▶ _Your goal_: Your answer should be one number: the count of lines in these entries that hold the word "winit".

Records from a data collection
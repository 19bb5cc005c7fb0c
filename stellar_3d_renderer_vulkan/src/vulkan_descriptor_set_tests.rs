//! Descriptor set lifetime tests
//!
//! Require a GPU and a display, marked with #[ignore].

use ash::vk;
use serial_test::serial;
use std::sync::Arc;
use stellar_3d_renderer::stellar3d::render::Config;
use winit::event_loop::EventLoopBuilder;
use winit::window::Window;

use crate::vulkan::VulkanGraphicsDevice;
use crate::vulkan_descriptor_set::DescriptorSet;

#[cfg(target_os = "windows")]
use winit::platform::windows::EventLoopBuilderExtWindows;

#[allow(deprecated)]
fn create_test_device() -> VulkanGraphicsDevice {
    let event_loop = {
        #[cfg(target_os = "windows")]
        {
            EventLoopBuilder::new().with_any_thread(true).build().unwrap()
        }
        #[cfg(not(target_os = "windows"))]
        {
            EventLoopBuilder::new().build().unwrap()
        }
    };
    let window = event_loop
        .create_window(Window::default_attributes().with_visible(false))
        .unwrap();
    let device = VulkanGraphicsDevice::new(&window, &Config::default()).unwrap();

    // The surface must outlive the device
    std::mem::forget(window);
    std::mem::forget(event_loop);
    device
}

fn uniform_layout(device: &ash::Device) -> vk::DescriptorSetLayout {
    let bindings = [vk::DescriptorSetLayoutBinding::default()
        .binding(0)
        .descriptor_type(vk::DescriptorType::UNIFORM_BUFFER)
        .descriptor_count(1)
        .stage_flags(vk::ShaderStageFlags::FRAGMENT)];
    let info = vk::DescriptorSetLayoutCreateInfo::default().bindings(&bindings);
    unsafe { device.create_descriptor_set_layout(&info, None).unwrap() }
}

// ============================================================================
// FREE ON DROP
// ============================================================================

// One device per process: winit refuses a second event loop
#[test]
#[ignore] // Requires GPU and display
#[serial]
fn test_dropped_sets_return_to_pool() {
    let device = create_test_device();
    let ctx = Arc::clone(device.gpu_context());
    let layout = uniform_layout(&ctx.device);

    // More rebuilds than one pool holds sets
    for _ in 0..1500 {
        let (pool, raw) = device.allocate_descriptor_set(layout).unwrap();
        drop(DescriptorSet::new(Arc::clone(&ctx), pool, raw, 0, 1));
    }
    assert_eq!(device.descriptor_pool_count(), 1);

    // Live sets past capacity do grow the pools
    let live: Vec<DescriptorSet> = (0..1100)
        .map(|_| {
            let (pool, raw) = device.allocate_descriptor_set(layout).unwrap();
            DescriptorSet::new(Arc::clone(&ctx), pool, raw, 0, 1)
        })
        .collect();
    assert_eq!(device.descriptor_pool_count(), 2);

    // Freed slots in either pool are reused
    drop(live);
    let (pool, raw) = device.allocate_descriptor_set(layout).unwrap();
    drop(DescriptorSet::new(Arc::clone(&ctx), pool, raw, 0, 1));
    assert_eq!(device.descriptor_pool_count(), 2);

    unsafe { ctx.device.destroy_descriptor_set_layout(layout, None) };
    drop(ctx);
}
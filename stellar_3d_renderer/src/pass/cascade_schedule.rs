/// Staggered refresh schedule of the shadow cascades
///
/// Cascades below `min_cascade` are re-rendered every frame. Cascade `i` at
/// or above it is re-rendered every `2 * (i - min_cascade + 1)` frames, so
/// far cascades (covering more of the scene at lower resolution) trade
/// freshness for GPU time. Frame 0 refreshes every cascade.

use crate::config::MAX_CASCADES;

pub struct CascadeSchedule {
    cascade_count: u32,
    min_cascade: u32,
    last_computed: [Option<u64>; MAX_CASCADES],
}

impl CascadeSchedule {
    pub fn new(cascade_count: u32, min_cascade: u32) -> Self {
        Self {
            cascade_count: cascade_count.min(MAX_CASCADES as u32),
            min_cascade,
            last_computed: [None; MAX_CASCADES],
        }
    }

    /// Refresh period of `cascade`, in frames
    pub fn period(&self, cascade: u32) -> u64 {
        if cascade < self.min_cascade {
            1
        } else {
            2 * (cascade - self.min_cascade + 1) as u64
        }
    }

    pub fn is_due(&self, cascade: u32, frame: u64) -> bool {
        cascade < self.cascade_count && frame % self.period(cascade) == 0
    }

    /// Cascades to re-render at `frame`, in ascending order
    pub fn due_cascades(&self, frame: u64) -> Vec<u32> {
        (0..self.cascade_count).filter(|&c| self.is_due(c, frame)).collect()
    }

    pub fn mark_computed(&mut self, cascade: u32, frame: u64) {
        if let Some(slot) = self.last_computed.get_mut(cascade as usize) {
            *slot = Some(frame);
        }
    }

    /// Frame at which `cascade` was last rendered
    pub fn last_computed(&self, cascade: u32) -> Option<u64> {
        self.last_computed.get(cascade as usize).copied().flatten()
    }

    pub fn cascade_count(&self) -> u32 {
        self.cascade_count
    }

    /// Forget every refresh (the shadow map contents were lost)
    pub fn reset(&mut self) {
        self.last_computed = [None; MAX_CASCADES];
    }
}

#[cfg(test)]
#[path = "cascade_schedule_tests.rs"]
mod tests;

* * *

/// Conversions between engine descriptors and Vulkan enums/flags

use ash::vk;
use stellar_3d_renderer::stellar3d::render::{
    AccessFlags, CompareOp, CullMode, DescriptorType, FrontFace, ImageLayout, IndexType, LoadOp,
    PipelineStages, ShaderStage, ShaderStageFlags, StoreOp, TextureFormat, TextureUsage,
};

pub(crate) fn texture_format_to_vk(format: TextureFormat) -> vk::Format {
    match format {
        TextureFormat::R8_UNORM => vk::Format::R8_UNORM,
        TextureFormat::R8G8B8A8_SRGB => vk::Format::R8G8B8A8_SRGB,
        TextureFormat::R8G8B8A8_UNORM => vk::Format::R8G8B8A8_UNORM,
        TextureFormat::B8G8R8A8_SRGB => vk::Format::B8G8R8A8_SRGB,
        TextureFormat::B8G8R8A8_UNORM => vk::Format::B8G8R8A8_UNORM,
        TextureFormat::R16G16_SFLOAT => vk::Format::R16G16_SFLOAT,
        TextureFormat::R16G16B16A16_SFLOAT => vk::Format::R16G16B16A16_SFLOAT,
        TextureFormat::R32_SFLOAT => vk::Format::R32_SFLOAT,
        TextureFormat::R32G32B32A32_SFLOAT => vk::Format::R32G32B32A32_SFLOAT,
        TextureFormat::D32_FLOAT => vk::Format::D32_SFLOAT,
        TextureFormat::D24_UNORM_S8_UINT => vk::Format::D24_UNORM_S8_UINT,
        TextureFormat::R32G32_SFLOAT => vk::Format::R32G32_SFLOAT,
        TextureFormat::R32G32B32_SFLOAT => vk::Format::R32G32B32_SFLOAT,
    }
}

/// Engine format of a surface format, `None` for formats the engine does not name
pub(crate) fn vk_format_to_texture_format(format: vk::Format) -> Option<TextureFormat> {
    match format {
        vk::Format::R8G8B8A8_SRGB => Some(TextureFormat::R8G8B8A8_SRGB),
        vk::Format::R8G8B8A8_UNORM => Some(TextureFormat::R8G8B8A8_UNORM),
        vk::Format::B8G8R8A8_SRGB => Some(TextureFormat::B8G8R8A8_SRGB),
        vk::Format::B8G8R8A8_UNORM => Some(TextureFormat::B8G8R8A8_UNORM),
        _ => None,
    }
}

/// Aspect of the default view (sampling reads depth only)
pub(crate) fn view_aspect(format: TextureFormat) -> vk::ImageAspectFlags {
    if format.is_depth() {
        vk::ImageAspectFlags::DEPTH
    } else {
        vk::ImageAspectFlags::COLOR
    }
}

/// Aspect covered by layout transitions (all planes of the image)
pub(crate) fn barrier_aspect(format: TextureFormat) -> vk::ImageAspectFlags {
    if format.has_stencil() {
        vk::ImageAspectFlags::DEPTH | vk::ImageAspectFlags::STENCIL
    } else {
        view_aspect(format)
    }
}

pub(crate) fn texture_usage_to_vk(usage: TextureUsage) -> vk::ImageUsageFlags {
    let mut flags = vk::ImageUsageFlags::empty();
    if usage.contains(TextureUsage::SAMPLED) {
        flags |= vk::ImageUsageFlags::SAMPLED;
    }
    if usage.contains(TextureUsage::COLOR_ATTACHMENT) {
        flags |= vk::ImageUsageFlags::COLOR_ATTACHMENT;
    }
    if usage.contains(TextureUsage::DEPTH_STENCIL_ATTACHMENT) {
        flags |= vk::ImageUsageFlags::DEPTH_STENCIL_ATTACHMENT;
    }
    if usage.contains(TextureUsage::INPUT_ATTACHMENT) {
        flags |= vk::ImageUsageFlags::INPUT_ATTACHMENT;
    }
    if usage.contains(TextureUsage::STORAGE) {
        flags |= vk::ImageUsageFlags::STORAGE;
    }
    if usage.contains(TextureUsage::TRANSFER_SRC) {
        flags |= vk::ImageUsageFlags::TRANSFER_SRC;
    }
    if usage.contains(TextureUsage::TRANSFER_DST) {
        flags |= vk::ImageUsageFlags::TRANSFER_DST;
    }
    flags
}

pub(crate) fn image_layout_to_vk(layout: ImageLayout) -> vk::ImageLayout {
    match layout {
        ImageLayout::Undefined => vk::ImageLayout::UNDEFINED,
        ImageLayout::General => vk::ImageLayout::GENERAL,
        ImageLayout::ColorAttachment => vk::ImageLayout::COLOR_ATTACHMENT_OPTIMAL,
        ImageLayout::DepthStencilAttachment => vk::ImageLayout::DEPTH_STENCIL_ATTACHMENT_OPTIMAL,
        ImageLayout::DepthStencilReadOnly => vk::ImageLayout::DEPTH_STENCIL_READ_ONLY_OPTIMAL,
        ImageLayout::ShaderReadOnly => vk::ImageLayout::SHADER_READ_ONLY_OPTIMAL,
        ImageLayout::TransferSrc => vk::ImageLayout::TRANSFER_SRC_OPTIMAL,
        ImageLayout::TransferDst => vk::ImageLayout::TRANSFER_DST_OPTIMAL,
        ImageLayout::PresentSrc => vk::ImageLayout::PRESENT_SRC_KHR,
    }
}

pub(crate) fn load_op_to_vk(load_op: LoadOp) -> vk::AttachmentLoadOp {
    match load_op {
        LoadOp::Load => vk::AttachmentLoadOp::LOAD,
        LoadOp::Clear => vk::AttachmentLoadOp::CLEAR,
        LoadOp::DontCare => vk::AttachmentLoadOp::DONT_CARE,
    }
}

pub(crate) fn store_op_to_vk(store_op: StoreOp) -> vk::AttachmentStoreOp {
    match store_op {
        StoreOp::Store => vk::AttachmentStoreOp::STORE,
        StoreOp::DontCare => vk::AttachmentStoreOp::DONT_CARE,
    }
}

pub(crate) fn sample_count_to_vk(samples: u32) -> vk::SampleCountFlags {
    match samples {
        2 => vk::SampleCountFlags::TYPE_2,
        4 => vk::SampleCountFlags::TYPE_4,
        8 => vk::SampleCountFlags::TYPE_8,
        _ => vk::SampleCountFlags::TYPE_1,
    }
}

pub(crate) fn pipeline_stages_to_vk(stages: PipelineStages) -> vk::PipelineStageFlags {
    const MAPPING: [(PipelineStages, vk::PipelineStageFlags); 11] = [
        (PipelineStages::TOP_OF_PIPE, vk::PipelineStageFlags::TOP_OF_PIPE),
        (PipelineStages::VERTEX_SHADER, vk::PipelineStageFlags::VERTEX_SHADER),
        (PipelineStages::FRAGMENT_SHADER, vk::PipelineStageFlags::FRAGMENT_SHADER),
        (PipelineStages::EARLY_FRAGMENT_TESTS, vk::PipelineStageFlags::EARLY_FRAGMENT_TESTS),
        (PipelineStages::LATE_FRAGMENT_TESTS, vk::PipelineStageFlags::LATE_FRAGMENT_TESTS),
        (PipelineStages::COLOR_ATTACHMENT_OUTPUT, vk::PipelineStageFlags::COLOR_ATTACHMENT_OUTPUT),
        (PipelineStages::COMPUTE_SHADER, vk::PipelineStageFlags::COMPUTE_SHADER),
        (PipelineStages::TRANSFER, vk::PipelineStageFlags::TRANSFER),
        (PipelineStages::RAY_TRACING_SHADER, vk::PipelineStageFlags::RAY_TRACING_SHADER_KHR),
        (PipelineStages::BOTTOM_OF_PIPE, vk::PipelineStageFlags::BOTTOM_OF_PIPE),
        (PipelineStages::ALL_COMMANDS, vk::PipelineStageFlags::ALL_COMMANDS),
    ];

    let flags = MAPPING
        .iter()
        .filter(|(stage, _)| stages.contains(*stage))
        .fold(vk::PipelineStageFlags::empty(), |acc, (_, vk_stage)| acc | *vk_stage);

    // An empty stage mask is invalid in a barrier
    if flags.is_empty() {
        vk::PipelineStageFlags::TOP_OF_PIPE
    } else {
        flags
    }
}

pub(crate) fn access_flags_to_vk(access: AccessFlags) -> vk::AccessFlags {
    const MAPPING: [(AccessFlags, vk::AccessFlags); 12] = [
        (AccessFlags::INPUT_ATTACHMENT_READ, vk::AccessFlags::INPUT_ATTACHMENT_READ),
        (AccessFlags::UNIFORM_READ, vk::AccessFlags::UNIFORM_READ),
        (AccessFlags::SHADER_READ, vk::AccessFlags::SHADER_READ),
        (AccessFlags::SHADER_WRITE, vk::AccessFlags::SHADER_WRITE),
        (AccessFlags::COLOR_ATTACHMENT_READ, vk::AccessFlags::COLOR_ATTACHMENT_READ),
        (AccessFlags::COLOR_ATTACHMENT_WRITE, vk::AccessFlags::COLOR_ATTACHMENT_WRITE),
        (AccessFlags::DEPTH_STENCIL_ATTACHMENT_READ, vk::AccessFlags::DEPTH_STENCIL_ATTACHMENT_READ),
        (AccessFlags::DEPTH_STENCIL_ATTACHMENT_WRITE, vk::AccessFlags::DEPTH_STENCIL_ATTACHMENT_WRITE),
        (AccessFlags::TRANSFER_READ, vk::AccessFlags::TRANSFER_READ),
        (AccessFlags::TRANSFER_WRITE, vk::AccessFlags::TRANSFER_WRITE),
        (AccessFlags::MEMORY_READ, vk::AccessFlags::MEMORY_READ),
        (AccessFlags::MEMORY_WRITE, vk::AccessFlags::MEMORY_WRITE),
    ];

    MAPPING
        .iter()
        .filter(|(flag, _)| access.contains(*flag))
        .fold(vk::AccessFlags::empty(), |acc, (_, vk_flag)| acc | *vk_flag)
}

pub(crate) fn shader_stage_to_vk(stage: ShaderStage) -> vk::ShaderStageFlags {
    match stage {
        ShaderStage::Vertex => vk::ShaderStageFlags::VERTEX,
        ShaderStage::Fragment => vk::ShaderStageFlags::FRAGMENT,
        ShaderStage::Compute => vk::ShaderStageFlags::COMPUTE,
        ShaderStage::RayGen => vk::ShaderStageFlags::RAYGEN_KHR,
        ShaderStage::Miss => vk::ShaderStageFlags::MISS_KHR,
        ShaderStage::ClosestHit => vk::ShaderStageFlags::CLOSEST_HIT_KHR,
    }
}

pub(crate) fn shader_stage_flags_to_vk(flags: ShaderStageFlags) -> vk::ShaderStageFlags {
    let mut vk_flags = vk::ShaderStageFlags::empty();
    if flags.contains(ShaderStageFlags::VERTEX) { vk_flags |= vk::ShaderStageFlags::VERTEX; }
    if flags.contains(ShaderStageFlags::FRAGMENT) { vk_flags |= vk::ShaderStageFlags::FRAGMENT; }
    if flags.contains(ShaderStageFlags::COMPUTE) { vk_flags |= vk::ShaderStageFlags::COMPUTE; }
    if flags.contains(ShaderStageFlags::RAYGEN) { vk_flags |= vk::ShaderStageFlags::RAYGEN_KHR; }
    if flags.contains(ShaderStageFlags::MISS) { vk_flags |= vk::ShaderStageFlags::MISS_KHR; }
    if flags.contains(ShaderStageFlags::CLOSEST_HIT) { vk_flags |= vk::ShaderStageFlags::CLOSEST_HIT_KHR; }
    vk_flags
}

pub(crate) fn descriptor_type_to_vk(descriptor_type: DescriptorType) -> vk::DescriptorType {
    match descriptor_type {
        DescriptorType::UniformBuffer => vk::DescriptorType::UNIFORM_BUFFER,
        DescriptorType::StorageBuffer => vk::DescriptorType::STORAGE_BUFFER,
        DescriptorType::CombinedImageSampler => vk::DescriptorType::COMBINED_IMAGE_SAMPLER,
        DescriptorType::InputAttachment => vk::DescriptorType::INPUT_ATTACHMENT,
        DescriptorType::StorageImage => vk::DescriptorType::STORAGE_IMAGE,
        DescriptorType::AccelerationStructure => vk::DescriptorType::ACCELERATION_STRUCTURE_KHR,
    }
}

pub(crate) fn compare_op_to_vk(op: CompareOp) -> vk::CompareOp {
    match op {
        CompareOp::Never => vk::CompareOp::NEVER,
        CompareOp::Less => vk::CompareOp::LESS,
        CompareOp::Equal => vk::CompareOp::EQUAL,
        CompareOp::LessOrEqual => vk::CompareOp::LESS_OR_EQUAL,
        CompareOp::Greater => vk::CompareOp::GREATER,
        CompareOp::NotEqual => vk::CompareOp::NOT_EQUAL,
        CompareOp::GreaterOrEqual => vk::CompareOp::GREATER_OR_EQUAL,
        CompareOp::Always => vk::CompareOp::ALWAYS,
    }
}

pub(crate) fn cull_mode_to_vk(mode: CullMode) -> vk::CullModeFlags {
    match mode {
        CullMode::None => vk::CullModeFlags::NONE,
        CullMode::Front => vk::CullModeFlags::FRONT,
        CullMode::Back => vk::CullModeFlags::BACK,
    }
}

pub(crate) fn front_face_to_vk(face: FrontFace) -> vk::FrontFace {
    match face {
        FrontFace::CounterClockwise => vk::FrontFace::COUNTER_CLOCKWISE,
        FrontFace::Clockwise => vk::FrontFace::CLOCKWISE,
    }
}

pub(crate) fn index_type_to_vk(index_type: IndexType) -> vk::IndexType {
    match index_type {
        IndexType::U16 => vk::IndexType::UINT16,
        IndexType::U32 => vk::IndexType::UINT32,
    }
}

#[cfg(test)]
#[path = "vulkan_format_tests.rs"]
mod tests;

▶ _Solution_: 4